Saturday, November 22, 2014

What We Lose When We Replace Public Schools With Charter Schools

Among most frightening things about the replacement of public schools with charter schools in low and moderate income communities are the removal of schools from public scrutiny, the institutionalization of authoritarian school management, and the suppression of parent, teacher and student voices
Our public schools, with all their faults, were places where the public had input, whether it was by legislators, school boards, parents, or community leaders. They were public institutions in the best sense of the world, where community meetings were held, where programs open to the community were often sponsored and where voting took place during elections for public office. In contrast, all too many charter schools see the communities they are located in as toxic and seek to insulate the children and families in them from their surroundings. They run their schools as heroic outposts of civilization and progress in a grim social landscape, limiting access to their buildings to those enrolled in the school, and seeing the communities cultural traditions as more a threat than an asset to their efforts to march students to "college and career readiness."
Along with that approach comes a top down management style where high paid school CEO's have far more power than public school principals to intimidate staff, discipline students, fire teachers and push out students and families.

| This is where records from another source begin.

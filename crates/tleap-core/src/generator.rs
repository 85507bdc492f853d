//! Question generation against a model service, filtered by history.

use std::sync::Arc;

use tracing::{debug, info, instrument};

use crate::error::GenerateError;
use crate::history::QuestionHistory;
use crate::model::QuestionRequest;
use crate::prompt::{build_prompt, DEFAULT_SYSTEM_PROMPT};
use crate::traits::{GenerateRequest, LlmProvider};

/// Sampling and model settings for the generator.
#[derive(Debug, Clone)]
pub struct GeneratorConfig {
    /// Model identifier passed to the provider.
    pub model: String,
    /// Maximum output length in tokens.
    pub max_tokens: u32,
    /// Sampling temperature.
    pub temperature: f64,
    /// Optional system prompt override.
    pub system_prompt_override: Option<String>,
}

impl Default for GeneratorConfig {
    fn default() -> Self {
        Self {
            model: "llama3".to_string(),
            max_tokens: 800,
            temperature: 0.8,
            system_prompt_override: None,
        }
    }
}

/// Generates questions and drops any line the history has already seen.
pub struct QuestionGenerator {
    provider: Arc<dyn LlmProvider>,
    config: GeneratorConfig,
}

impl QuestionGenerator {
    pub fn new(provider: Arc<dyn LlmProvider>, config: GeneratorConfig) -> Self {
        Self { provider, config }
    }

    pub fn config(&self) -> &GeneratorConfig {
        &self.config
    }

    /// Ask the model for questions and return the new ones, newline-joined.
    ///
    /// Every non-blank response line that is not yet in `history` is kept and
    /// recorded; the whole history is then saved. The model is called exactly
    /// once, so a response made only of known lines yields an empty string.
    /// If the model call fails the history file is left untouched.
    #[instrument(
        skip(self, request, history),
        fields(provider = self.provider.name(), model = %self.config.model)
    )]
    pub async fn generate(
        &self,
        request: &QuestionRequest,
        history: &mut QuestionHistory,
    ) -> Result<String, GenerateError> {
        let prompt = build_prompt(request);
        let llm_request = GenerateRequest {
            model: self.config.model.clone(),
            prompt,
            system_prompt: Some(
                self.config
                    .system_prompt_override
                    .clone()
                    .unwrap_or_else(|| DEFAULT_SYSTEM_PROMPT.to_string()),
            ),
            max_tokens: self.config.max_tokens,
            temperature: self.config.temperature,
        };

        let response = self.provider.generate(&llm_request).await?;
        debug!(
            latency_ms = response.latency_ms,
            completion_tokens = response.token_usage.completion_tokens,
            "model responded"
        );

        let mut unique = Vec::new();
        let mut repeated = 0usize;
        for line in response.content.lines() {
            if line.trim().is_empty() {
                continue;
            }
            if history.insert(line) {
                unique.push(line);
            } else {
                repeated += 1;
            }
        }

        history.save()?;

        if unique.len() != request.count as usize {
            debug!(
                requested = request.count,
                returned = unique.len(),
                "line count differs from requested question count"
            );
        }
        info!(
            new = unique.len(),
            repeated,
            history = history.len(),
            "filtered generated questions"
        );

        Ok(unique.join("\n"))
    }
}
//! Persisted history of previously generated questions.
//!
//! The history file is a JSON array of strings. It is read in full when the
//! store is opened and overwritten in full on every save.

use std::collections::HashSet;
use std::path::{Path, PathBuf};

use tracing::debug;

use crate::error::HistoryError;

/// Default file name, relative to the working directory.
pub const DEFAULT_HISTORY_FILE: &str = "question_history.json";

/// Ordered, duplicate-free record of question lines seen across runs.
#[derive(Debug, Clone)]
pub struct QuestionHistory {
    path: PathBuf,
    entries: Vec<String>,
    seen: HashSet<String>,
}

impl QuestionHistory {
    /// Create an empty history bound to `path` without touching the disk.
    pub fn new(path: impl Into<PathBuf>) -> Self {
        Self {
            path: path.into(),
            entries: Vec::new(),
            seen: HashSet::new(),
        }
    }

    /// Load the history stored at `path`.
    ///
    /// A missing file yields an empty history. Repeated entries in the file
    /// are collapsed, keeping the first occurrence.
    pub fn load(path: impl Into<PathBuf>) -> Result<Self, HistoryError> {
        let path = path.into();
        let mut history = Self::new(path.clone());

        let content = match std::fs::read_to_string(&path) {
            Ok(content) => content,
            Err(e) if e.kind() == std::io::ErrorKind::NotFound => {
                debug!(path = %path.display(), "no question history yet");
                return Ok(history);
            }
            Err(source) => return Err(HistoryError::Read { path, source }),
        };

        let stored: Vec<String> = serde_json::from_str(&content)
            .map_err(|source| HistoryError::Malformed {
                path: path.clone(),
                source,
            })?;

        for question in stored {
            history.insert(question);
        }
        debug!(path = %path.display(), entries = history.len(), "loaded question history");
        Ok(history)
    }

    /// Overwrite the history file with every entry, in insertion order.
    pub fn save(&self) -> Result<(), HistoryError> {
        let write_err = |source| HistoryError::Write {
            path: self.path.clone(),
            source,
        };

        let json = serde_json::to_string(&self.entries)
            .map_err(|e| write_err(std::io::Error::new(std::io::ErrorKind::InvalidData, e)))?;
        if let Some(parent) = self.path.parent() {
            if !parent.as_os_str().is_empty() {
                std::fs::create_dir_all(parent).map_err(write_err)?;
            }
        }
        std::fs::write(&self.path, json).map_err(write_err)?;

        debug!(path = %self.path.display(), entries = self.entries.len(), "saved question history");
        Ok(())
    }

    /// Record a question. Returns `false` if it was already present.
    pub fn insert(&mut self, question: impl Into<String>) -> bool {
        let question = question.into();
        if self.seen.contains(&question) {
            return false;
        }
        self.seen.insert(question.clone());
        self.entries.push(question);
        true
    }

    /// Exact-string membership check.
    pub fn contains(&self, question: &str) -> bool {
        self.seen.contains(question)
    }

    pub fn entries(&self) -> &[String] {
        &self.entries
    }

    pub fn len(&self) -> usize {
        self.entries.len()
    }

    pub fn is_empty(&self) -> bool {
        self.entries.is_empty()
    }

    /// Forget every entry. The file is only rewritten on the next `save`.
    pub fn clear(&mut self) {
        self.entries.clear();
        self.seen.clear();
    }

    pub fn path(&self) -> &Path {
        &self.path
    }
}

#[cfg(test)]
mod tests {
    use super::*;

    #[test]
    fn missing_file_loads_empty() {
        let dir = tempfile::tempdir().unwrap();
        let history = QuestionHistory::load(dir.path().join("absent.json")).unwrap();
        assert!(history.is_empty());
    }

    #[test]
    fn save_then_load_preserves_order() {
        let dir = tempfile::tempdir().unwrap();
        let path = dir.path().join("history.json");

        let mut history = QuestionHistory::new(&path);
        history.insert("Q3: 1/2 + 1/4 = ?");
        history.insert("Q1: 2+2=4");
        history.insert("Q2: 3+3=6");
        history.save().unwrap();

        let loaded = QuestionHistory::load(&path).unwrap();
        assert_eq!(
            loaded.entries(),
            &["Q3: 1/2 + 1/4 = ?", "Q1: 2+2=4", "Q2: 3+3=6"]
        );
    }

    #[test]
    fn file_is_a_plain_json_array() {
        let dir = tempfile::tempdir().unwrap();
        let path = dir.path().join("history.json");

        let mut history = QuestionHistory::new(&path);
        history.insert("Q1: 2+2=4");
        history.save().unwrap();

        let raw = std::fs::read_to_string(&path).unwrap();
        let parsed: Vec<String> = serde_json::from_str(&raw).unwrap();
        assert_eq!(parsed, vec!["Q1: 2+2=4".to_string()]);
    }

    #[test]
    fn insert_rejects_exact_duplicates_only() {
        let mut history = QuestionHistory::new("unused.json");
        assert!(history.insert("What is 2+2?"));
        assert!(!history.insert("What is 2+2?"));
        assert!(history.insert("what is 2+2?"));
        assert!(history.insert("What is 2+2? "));
        assert_eq!(history.len(), 3);
    }

    #[test]
    fn duplicates_in_file_are_collapsed() {
        let dir = tempfile::tempdir().unwrap();
        let path = dir.path().join("history.json");
        std::fs::write(&path, r#"["a", "b", "a", "c", "b"]"#).unwrap();

        let history = QuestionHistory::load(&path).unwrap();
        assert_eq!(history.entries(), &["a", "b", "c"]);
    }

    #[test]
    fn malformed_file_is_an_error() {
        let dir = tempfile::tempdir().unwrap();
        let path = dir.path().join("history.json");
        std::fs::write(&path, "{ not a list").unwrap();

        let err = QuestionHistory::load(&path).unwrap_err();
        assert!(matches!(err, HistoryError::Malformed { .. }));
        assert!(err.to_string().contains("malformed"));
    }

    #[test]
    fn wrong_json_shape_is_malformed() {
        let dir = tempfile::tempdir().unwrap();
        let path = dir.path().join("history.json");
        std::fs::write(&path, "[1, 2, 3]").unwrap();

        assert!(matches!(
            QuestionHistory::load(&path),
            Err(HistoryError::Malformed { .. })
        ));
    }

    #[test]
    fn save_creates_parent_directories() {
        let dir = tempfile::tempdir().unwrap();
        let path = dir.path().join("nested/deeper/history.json");

        let mut history = QuestionHistory::new(&path);
        history.insert("Q");
        history.save().unwrap();
        assert!(path.exists());
    }

    #[test]
    fn clear_then_save_empties_file() {
        let dir = tempfile::tempdir().unwrap();
        let path = dir.path().join("history.json");

        let mut history = QuestionHistory::new(&path);
        history.insert("Q1");
        history.save().unwrap();
        history.clear();
        assert!(!history.contains("Q1"));
        history.save().unwrap();

        assert!(QuestionHistory::load(&path).unwrap().is_empty());
    }
}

It is not uncommon for charter schools to have enormous teacher turnover, high rates of student expulsion, and disciplinary policies which would not be tolerated in a public school. Fear of the school CEO shapes school culture in a way that leave teachers parents and students little recourse, since charter schools are freed from many of the regulations that public schools operate under.
What we are seeing, unfortunately, is that political officials, in a desperate effort to produce better results on test scores in low and moderate income communities, are willing to sacrifice democratic traditions, community input, and due process for teachers and students.
That is a fearsome price to pay for "global economic competitiveness" and "the production of a 21st Century workforce" goals which our public officials and education leaders claim they are pursuing.